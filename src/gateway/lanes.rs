//! Per-conversation processing lanes
//!
//! Information Hiding:
//! - One spawned task per active chat, fed through its own channel
//! - Turns for one chat run in arrival order; different chats run in parallel
//! - Idle lanes retire themselves and are respawned on the next message

use super::format::{escape_markdown, split_chunks, RAW_CHUNK_CHARS};
use super::telegram::{OutgoingMessage, ParseMode, ReplySink};
use crate::dispatcher::{Dispatcher, InboundMessage, APOLOGY};
use std::collections::HashMap;
use std::sync::atomic::{AtomicU64, Ordering};
use std::sync::Arc;
use std::time::Duration;
use tokio::sync::mpsc::{self, error::TryRecvError, UnboundedReceiver, UnboundedSender};
use tokio::sync::Mutex;
use tokio::task::JoinHandle;
use tokio::time::timeout;

struct LaneHandle {
    id: u64,
    sender: UnboundedSender<InboundMessage>,
    task: JoinHandle<()>,
}

type LaneMap = Arc<Mutex<HashMap<i64, LaneHandle>>>;

#[derive(Clone)]
struct LaneContext {
    dispatcher: Arc<Dispatcher>,
    replies: Arc<dyn ReplySink>,
    lanes: LaneMap,
    idle_timeout: Duration,
}

pub struct ConversationLanes {
    context: LaneContext,
    next_id: AtomicU64,
}

impl ConversationLanes {
    pub fn new(
        dispatcher: Arc<Dispatcher>,
        replies: Arc<dyn ReplySink>,
        idle_timeout: Duration,
    ) -> Self {
        Self {
            context: LaneContext {
                dispatcher,
                replies,
                lanes: Arc::new(Mutex::new(HashMap::new())),
                idle_timeout,
            },
            next_id: AtomicU64::new(0),
        }
    }

    /// Queue a message on its chat's lane, starting the lane if needed
    pub async fn submit(&self, chat_id: i64, message: InboundMessage) {
        let mut lanes = self.context.lanes.lock().await;

        let message = match lanes.get(&chat_id) {
            Some(lane) => match lane.sender.send(message) {
                Ok(()) => return,
                // Receiver gone: the lane task ended abnormally
                Err(mpsc::error::SendError(message)) => message,
            },
            None => message,
        };

        let (sender, receiver) = mpsc::unbounded_channel();
        let id = self.next_id.fetch_add(1, Ordering::Relaxed);
        let task = tokio::spawn(lane_loop(chat_id, id, receiver, self.context.clone()));

        // Fresh receiver, cannot be closed yet
        let _ = sender.send(message);
        lanes.insert(chat_id, LaneHandle { id, sender, task });

        tracing::debug!("[ConversationLanes] Started lane {} for chat {}", id, chat_id);
    }

    pub async fn active_lanes(&self) -> usize {
        self.context.lanes.lock().await.len()
    }

    /// Stop accepting work and wait for queued turns to finish
    pub async fn shutdown(&self) {
        let handles: Vec<LaneHandle> = {
            let mut lanes = self.context.lanes.lock().await;
            lanes.drain().map(|(_, handle)| handle).collect()
        };

        let tasks: Vec<JoinHandle<()>> = handles
            .into_iter()
            .map(|LaneHandle { task, .. }| task)
            .collect();

        tracing::info!("[ConversationLanes] Draining {} lanes", tasks.len());
        futures::future::join_all(tasks).await;
    }
}

async fn lane_loop(
    chat_id: i64,
    lane_id: u64,
    mut receiver: UnboundedReceiver<InboundMessage>,
    context: LaneContext,
) {
    loop {
        match timeout(context.idle_timeout, receiver.recv()).await {
            Ok(Some(message)) => process_turn(chat_id, message, &context).await,
            Ok(None) => break,
            Err(_) => {
                // Retire under the map lock so no submit can race the exit
                let mut lanes = context.lanes.lock().await;
                match receiver.try_recv() {
                    Ok(message) => {
                        drop(lanes);
                        process_turn(chat_id, message, &context).await;
                    }
                    Err(TryRecvError::Empty) | Err(TryRecvError::Disconnected) => {
                        if lanes.get(&chat_id).map(|lane| lane.id) == Some(lane_id) {
                            lanes.remove(&chat_id);
                        }
                        break;
                    }
                }
            }
        }
    }

    tracing::debug!("[ConversationLanes] Lane {} for chat {} stopped", lane_id, chat_id);
}

async fn process_turn(chat_id: i64, message: InboundMessage, context: &LaneContext) {
    let answer = match context.dispatcher.handle_update(&message).await {
        Ok(Some(answer)) => answer,
        Ok(None) => return,
        Err(e) => {
            tracing::error!(
                "[ConversationLanes] Turn failed for conversation '{}': {}",
                message.conversation_id,
                e
            );
            deliver(context, OutgoingMessage::plain(chat_id, APOLOGY)).await;
            return;
        }
    };

    for chunk in split_chunks(&answer, RAW_CHUNK_CHARS) {
        let formatted = OutgoingMessage::plain(chat_id, escape_markdown(&chunk))
            .with_parse_mode(ParseMode::MarkdownV2);

        // Chunks can split markup Telegram refuses to parse; the raw text always goes through
        if let Err(e) = context.replies.send_reply(formatted).await {
            tracing::warn!(
                "[ConversationLanes] MarkdownV2 reply to chat {} rejected, resending as plain text: {:#}",
                chat_id,
                e
            );
            deliver(context, OutgoingMessage::plain(chat_id, chunk)).await;
        }
    }
}

async fn deliver(context: &LaneContext, reply: OutgoingMessage) {
    let chat_id = reply.chat_id;
    if let Err(e) = context.replies.send_reply(reply).await {
        tracing::warn!("[ConversationLanes] Reply to chat {} failed: {:#}", chat_id, e);
    }
}
//! Telegram Bot API client
//!
//! Information Hiding:
//! - Bot token lives only inside the request URL, never in logs
//! - Response envelope (`ok` / `result` / `description`) unwrapped here
//! - Only the update and message fields the bridge reads are modelled

use anyhow::{Context, Result};
use async_trait::async_trait;
use reqwest::Client;
use serde::de::DeserializeOwned;
use serde::{Deserialize, Serialize};
use std::time::Duration;

pub const DEFAULT_API_ROOT: &str = "https://api.telegram.org";

#[derive(Debug, Clone, Deserialize)]
pub struct Update {
    pub update_id: i64,
    #[serde(default)]
    pub message: Option<Message>,
}

#[derive(Debug, Clone, Deserialize)]
pub struct Message {
    pub message_id: i64,
    pub chat: Chat,
    #[serde(default)]
    pub from: Option<User>,
    #[serde(default)]
    pub text: Option<String>,
}

#[derive(Debug, Clone, Deserialize)]
pub struct Chat {
    pub id: i64,
}

#[derive(Debug, Clone, Deserialize)]
pub struct User {
    pub id: i64,
    pub first_name: String,
    #[serde(default)]
    pub last_name: Option<String>,
}

impl User {
    pub fn full_name(&self) -> String {
        match &self.last_name {
            Some(last) => format!("{} {}", self.first_name, last),
            None => self.first_name.clone(),
        }
    }
}

#[derive(Debug, Clone, Copy, PartialEq, Eq, Serialize)]
pub enum ParseMode {
    MarkdownV2,
    #[serde(rename = "HTML")]
    Html,
}

/// A message to deliver to one chat
#[derive(Debug, Clone, PartialEq, Eq)]
pub struct OutgoingMessage {
    pub chat_id: i64,
    pub text: String,
    pub parse_mode: Option<ParseMode>,
    pub force_reply: bool,
}

impl OutgoingMessage {
    pub fn plain(chat_id: i64, text: impl Into<String>) -> Self {
        Self {
            chat_id,
            text: text.into(),
            parse_mode: None,
            force_reply: false,
        }
    }

    pub fn with_parse_mode(mut self, parse_mode: ParseMode) -> Self {
        self.parse_mode = Some(parse_mode);
        self
    }

    pub fn with_force_reply(mut self) -> Self {
        self.force_reply = true;
        self
    }
}

/// Delivers replies back to the chat platform
#[async_trait]
pub trait ReplySink: Send + Sync {
    async fn send_reply(&self, reply: OutgoingMessage) -> Result<()>;
}

#[derive(Debug, Deserialize)]
struct ApiResponse<T> {
    ok: bool,
    result: Option<T>,
    #[serde(default)]
    description: Option<String>,
}

#[derive(Debug, Serialize)]
struct GetUpdatesRequest<'a> {
    #[serde(skip_serializing_if = "Option::is_none")]
    offset: Option<i64>,
    timeout: u64,
    allowed_updates: &'a [&'a str],
}

#[derive(Debug, Serialize)]
struct ForceReplyMarkup {
    force_reply: bool,
    selective: bool,
}

#[derive(Debug, Serialize)]
struct SendMessageRequest<'a> {
    chat_id: i64,
    text: &'a str,
    #[serde(skip_serializing_if = "Option::is_none")]
    parse_mode: Option<ParseMode>,
    #[serde(skip_serializing_if = "Option::is_none")]
    reply_markup: Option<ForceReplyMarkup>,
}

pub struct TelegramClient {
    client: Client,
    base_url: String,
}

impl TelegramClient {
    pub fn new(token: &str) -> Self {
        Self::with_api_root(DEFAULT_API_ROOT, token)
    }

    pub fn with_api_root(api_root: &str, token: &str) -> Self {
        Self {
            client: Client::new(),
            base_url: format!("{}/bot{}", api_root.trim_end_matches('/'), token),
        }
    }

    async fn call<B, T>(&self, method: &str, body: &B, timeout: Duration) -> Result<T>
    where
        B: Serialize + ?Sized,
        T: DeserializeOwned,
    {
        let response = self
            .client
            .post(format!("{}/{}", self.base_url, method))
            .timeout(timeout)
            .json(body)
            .send()
            .await
            .map_err(|e| e.without_url())
            .with_context(|| format!("Telegram {} request failed", method))?;

        let envelope: ApiResponse<T> = response
            .json()
            .await
            .map_err(|e| e.without_url())
            .with_context(|| format!("Telegram {} returned an unreadable body", method))?;

        if !envelope.ok {
            anyhow::bail!(
                "Telegram {} rejected: {}",
                method,
                envelope.description.unwrap_or_else(|| "no description".to_string())
            );
        }

        envelope
            .result
            .ok_or_else(|| anyhow::anyhow!("Telegram {} returned no result", method))
    }

    /// Long-poll for message updates after `offset`
    pub async fn get_updates(&self, offset: Option<i64>, poll_timeout: Duration) -> Result<Vec<Update>> {
        let request = GetUpdatesRequest {
            offset,
            timeout: poll_timeout.as_secs(),
            allowed_updates: &["message"],
        };
        // The HTTP timeout must outlast the server-side long poll
        self.call("getUpdates", &request, poll_timeout + Duration::from_secs(10))
            .await
    }

    pub async fn send_message(&self, reply: &OutgoingMessage) -> Result<()> {
        let request = SendMessageRequest {
            chat_id: reply.chat_id,
            text: &reply.text,
            parse_mode: reply.parse_mode,
            reply_markup: reply.force_reply.then_some(ForceReplyMarkup {
                force_reply: true,
                selective: true,
            }),
        };

        let _: serde_json::Value = self
            .call("sendMessage", &request, Duration::from_secs(30))
            .await?;
        Ok(())
    }
}

#[async_trait]
impl ReplySink for TelegramClient {
    async fn send_reply(&self, reply: OutgoingMessage) -> Result<()> {
        self.send_message(&reply).await
    }
}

◇ ◇ ◇

*Exercise prompt*. Count the lines in the listing above that include the word "User", and respond with that number alone.

*Response*. 3